### Task instructions
Set down every entry exactly as it was written.
Top of Records for this exercise
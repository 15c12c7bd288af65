//! Headless backend and overlay that record every call. Used by the tests of
//! this crate and, through the `testing` feature, the viewer's.

use std::collections::{BTreeSet, HashSet};

use scene::Viewport;

use crate::backend::{
    BufferId, BufferKind, Capability, DrawCall, GpuBackend, GpuError, ProgramId, ProgramKind,
    Uniforms,
};
use crate::overlay::{ColorMapLayout, Overlay2d};

#[derive(Debug, Clone, PartialEq)]
pub enum GpuCall {
    CreateProgram(ProgramKind),
    CreateBuffer { id: BufferId, kind: BufferKind, len: usize },
    DeleteBuffer(BufferId),
    Resize(u32, u32),
    BeginFrame,
    Clear([f32; 4]),
    SetViewport(Viewport),
    Enable(Capability),
    Disable(Capability),
    UseProgram(ProgramKind),
    SetUniforms(Box<Uniforms>),
    Draw(DrawCall),
    EndFrame,
}

#[derive(Debug, Default)]
pub struct RecordingBackend {
    calls: Vec<GpuCall>,
    programs: Vec<ProgramKind>,
    live: BTreeSet<BufferId>,
    next_buffer: u32,
    failing_programs: HashSet<ProgramKind>,
    failing_draws: HashSet<BufferId>,
    buffers_before_failure: Option<usize>,
}

impl RecordingBackend {
    pub fn new() -> Self {
        Self::default()
    }

    pub fn calls(&self) -> &[GpuCall] {
        &self.calls
    }

    pub fn clear_calls(&mut self) {
        self.calls.clear();
    }

    pub fn live_buffers(&self) -> &BTreeSet<BufferId> {
        &self.live
    }

    /// Draws issued since the last [`clear_calls`](Self::clear_calls).
    pub fn draws(&self) -> Vec<DrawCall> {
        self.calls
            .iter()
            .filter_map(|c| match c {
                GpuCall::Draw(d) => Some(*d),
                _ => None,
            })
            .collect()
    }

    /// Uniforms in effect for each draw, in draw order.
    pub fn draw_uniforms(&self) -> Vec<Uniforms> {
        let mut current = Uniforms::default();
        let mut out = Vec::new();
        for call in &self.calls {
            match call {
                GpuCall::SetUniforms(u) => current = **u,
                GpuCall::Draw(_) => out.push(current),
                _ => {}
            }
        }
        out
    }

    pub fn position_of(&self, call: &GpuCall) -> Option<usize> {
        self.calls.iter().position(|c| c == call)
    }

    pub fn fail_program(&mut self, kind: ProgramKind) {
        self.failing_programs.insert(kind);
    }

    /// Draws reading `buffer` fail with [`GpuError::Draw`].
    pub fn fail_draws_of(&mut self, buffer: BufferId) {
        self.failing_draws.insert(buffer);
    }

    /// The next `n` buffer creations succeed, every later one fails.
    pub fn fail_buffer_after(&mut self, n: usize) {
        self.buffers_before_failure = Some(n);
    }
}

impl GpuBackend for RecordingBackend {
    fn create_program(&mut self, kind: ProgramKind) -> Result<ProgramId, GpuError> {
        self.calls.push(GpuCall::CreateProgram(kind));
        if self.failing_programs.contains(&kind) {
            return Err(GpuError::Program {
                kind,
                message: "rejected by recording backend".to_string(),
            });
        }
        self.programs.push(kind);
        Ok(ProgramId(self.programs.len() as u32 - 1))
    }

    fn create_buffer(&mut self, kind: BufferKind, bytes: &[u8]) -> Result<BufferId, GpuError> {
        if let Some(remaining) = self.buffers_before_failure.as_mut() {
            if *remaining == 0 {
                return Err(GpuError::Buffer("out of memory".to_string()));
            }
            *remaining -= 1;
        }
        let id = BufferId(self.next_buffer);
        self.next_buffer += 1;
        self.live.insert(id);
        self.calls.push(GpuCall::CreateBuffer {
            id,
            kind,
            len: bytes.len(),
        });
        Ok(id)
    }

    fn delete_buffer(&mut self, buffer: BufferId) {
        self.live.remove(&buffer);
        self.calls.push(GpuCall::DeleteBuffer(buffer));
    }

    fn resize(&mut self, width: u32, height: u32) {
        self.calls.push(GpuCall::Resize(width, height));
    }

    fn begin_frame(&mut self) -> Result<(), GpuError> {
        self.calls.push(GpuCall::BeginFrame);
        Ok(())
    }

    fn clear(&mut self, color: [f32; 4]) {
        self.calls.push(GpuCall::Clear(color));
    }

    fn set_viewport(&mut self, viewport: Viewport) {
        self.calls.push(GpuCall::SetViewport(viewport));
    }

    fn enable(&mut self, capability: Capability) {
        self.calls.push(GpuCall::Enable(capability));
    }

    fn disable(&mut self, capability: Capability) {
        self.calls.push(GpuCall::Disable(capability));
    }

    fn use_program(&mut self, program: ProgramId) {
        if let Some(&kind) = self.programs.get(program.0 as usize) {
            self.calls.push(GpuCall::UseProgram(kind));
        }
    }

    fn set_uniforms(&mut self, uniforms: &Uniforms) {
        self.calls.push(GpuCall::SetUniforms(Box::new(*uniforms)));
    }

    fn draw(&mut self, call: &DrawCall) -> Result<(), GpuError> {
        if let Some(streams) = call.streams
            && self.failing_draws.contains(&streams.position)
        {
            return Err(GpuError::Draw(format!("buffer {:?} rejected", streams.position)));
        }
        self.calls.push(GpuCall::Draw(*call));
        Ok(())
    }

    fn end_frame(&mut self) -> Result<(), GpuError> {
        self.calls.push(GpuCall::EndFrame);
        Ok(())
    }
}

/// Overlay that keeps the layouts it was asked to paint during the last frame.
#[derive(Debug, Default)]
pub struct RecordingOverlay {
    pub size: (u32, u32),
    pub frames: u32,
    pub drawn: Vec<ColorMapLayout>,
}

impl RecordingOverlay {
    pub fn new() -> Self {
        Self::default()
    }
}

impl Overlay2d for RecordingOverlay {
    fn begin(&mut self, width: u32, height: u32) {
        self.size = (width, height);
        self.frames += 1;
        self.drawn.clear();
    }

    fn draw_color_map(&mut self, layout: &ColorMapLayout) -> Result<(), GpuError> {
        self.drawn.push(layout.clone());
        Ok(())
    }
}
Bottom of Records for this exercise
### Answer to this task
repository 15c12c7bd288af65
//! Headless backend and overlay that record every call. Used by the tests of
//! this crate and, through the `testing` feature, the viewer's.

use std::collections::{BTreeSet, HashSet};

use scene::Viewport;

use crate::backend::{
    BufferId, BufferKind, Capability, DrawCall, GpuBackend, GpuError, ProgramId, ProgramKind,
    Uniforms,
};
use crate::overlay::{ColorMapLayout, Overlay2d};

#[derive(Debug, Clone, PartialEq)]
pub enum GpuCall {
    CreateProgram(ProgramKind),
    CreateBuffer { id: BufferId, kind: BufferKind, len: usize },
    DeleteBuffer(BufferId),
    Resize(u32, u32),
    BeginFrame,
    Clear([f32; 4]),
    SetViewport(Viewport),
    Enable(Capability),
    Disable(Capability),
    UseProgram(ProgramKind),
    SetUniforms(Box<Uniforms>),
    Draw(DrawCall),
    EndFrame,
}

#[derive(Debug, Default)]
pub struct RecordingBackend {
    calls: Vec<GpuCall>,
    programs: Vec<ProgramKind>,
    live: BTreeSet<BufferId>,
    next_buffer: u32,
    failing_programs: HashSet<ProgramKind>,
    failing_draws: HashSet<BufferId>,
    buffers_before_failure: Option<usize>,
}

impl RecordingBackend {
    pub fn new() -> Self {
        Self::default()
    }

    pub fn calls(&self) -> &[GpuCall] {
        &self.calls
    }

    pub fn clear_calls(&mut self) {
        self.calls.clear();
    }

    pub fn live_buffers(&self) -> &BTreeSet<BufferId> {
        &self.live
    }

    /// Draws issued since the last [`clear_calls`](Self::clear_calls).
    pub fn draws(&self) -> Vec<DrawCall> {
        self.calls
            .iter()
            .filter_map(|c| match c {
                GpuCall::Draw(d) => Some(*d),
                _ => None,
            })
            .collect()
    }

    /// Uniforms in effect for each draw, in draw order.
    pub fn draw_uniforms(&self) -> Vec<Uniforms> {
        let mut current = Uniforms::default();
        let mut out = Vec::new();
        for call in &self.calls {
            match call {
                GpuCall::SetUniforms(u) => current = **u,
                GpuCall::Draw(_) => out.push(current),
                _ => {}
            }
        }
        out
    }

    pub fn position_of(&self, call: &GpuCall) -> Option<usize> {
        self.calls.iter().position(|c| c == call)
    }

    pub fn fail_program(&mut self, kind: ProgramKind) {
        self.failing_programs.insert(kind);
    }

    /// Draws reading `buffer` fail with [`GpuError::Draw`].
    pub fn fail_draws_of(&mut self, buffer: BufferId) {
        self.failing_draws.insert(buffer);
    }

    /// The next `n` buffer creations succeed, every later one fails.
    pub fn fail_buffer_after(&mut self, n: usize) {
        self.buffers_before_failure = Some(n);
    }
}

impl GpuBackend for RecordingBackend {
    fn create_program(&mut self, kind: ProgramKind) -> Result<ProgramId, GpuError> {
        self.calls.push(GpuCall::CreateProgram(kind));
        if self.failing_programs.contains(&kind) {
            return Err(GpuError::Program {
                kind,
                message: "rejected by recording backend".to_string(),
            });
        }
        self.programs.push(kind);
        Ok(ProgramId(self.programs.len() as u32 - 1))
    }

    fn create_buffer(&mut self, kind: BufferKind, bytes: &[u8]) -> Result<BufferId, GpuError> {
        if let Some(remaining) = self.buffers_before_failure.as_mut() {
            if *remaining == 0 {
                return Err(GpuError::Buffer("out of memory".to_string()));
            }
            *remaining -= 1;
        }
        let id = BufferId(self.next_buffer);
        self.next_buffer += 1;
        self.live.insert(id);
        self.calls.push(GpuCall::CreateBuffer {
            id,
            kind,
            len: bytes.len(),
        });
        Ok(id)
    }

    fn delete_buffer(&mut self, buffer: BufferId) {
        self.live.remove(&buffer);
        self.calls.push(GpuCall::DeleteBuffer(buffer));
    }

    fn resize(&mut self, width: u32, height: u32) {
        self.calls.push(GpuCall::Resize(width, height));
    }

    fn begin_frame(&mut self) -> Result<(), GpuError> {
        self.calls.push(GpuCall::BeginFrame);
        Ok(())
    }

    fn clear(&mut self, color: [f32; 4]) {
        self.calls.push(GpuCall::Clear(color));
    }

    fn set_viewport(&mut self, viewport: Viewport) {
        self.calls.push(GpuCall::SetViewport(viewport));
    }

    fn enable(&mut self, capability: Capability) {
        self.calls.push(GpuCall::Enable(capability));
    }

    fn disable(&mut self, capability: Capability) {
        self.calls.push(GpuCall::Disable(capability));
    }

    fn use_program(&mut self, program: ProgramId) {
        if let Some(&kind) = self.programs.get(program.0 as usize) {
            self.calls.push(GpuCall::UseProgram(kind));
        }
    }

    fn set_uniforms(&mut self, uniforms: &Uniforms) {
        self.calls.push(GpuCall::SetUniforms(Box::new(*uniforms)));
    }

    fn draw(&mut self, call: &DrawCall) -> Result<(), GpuError> {
        if let Some(streams) = call.streams
            && self.failing_draws.contains(&streams.position)
        {
            return Err(GpuError::Draw(format!("buffer {:?} rejected", streams.position)));
        }
        self.calls.push(GpuCall::Draw(*call));
        Ok(())
    }

    fn end_frame(&mut self) -> Result<(), GpuError> {
        self.calls.push(GpuCall::EndFrame);
        Ok(())
    }
}

/// Overlay that keeps the layouts it was asked to paint during the last frame.
#[derive(Debug, Default)]
pub struct RecordingOverlay {
    pub size: (u32, u32),
    pub frames: u32,
    pub drawn: Vec<ColorMapLayout>,
}

impl RecordingOverlay {
    pub fn new() -> Self {
        Self::default()
    }
}

impl Overlay2d for RecordingOverlay {
    fn begin(&mut self, width: u32, height: u32) {
        self.size = (width, height);
        self.frames += 1;
        self.drawn.clear();
    }

    fn draw_color_map(&mut self, layout: &ColorMapLayout) -> Result<(), GpuError> {
        self.drawn.push(layout.clone());
        Ok(())
    }
}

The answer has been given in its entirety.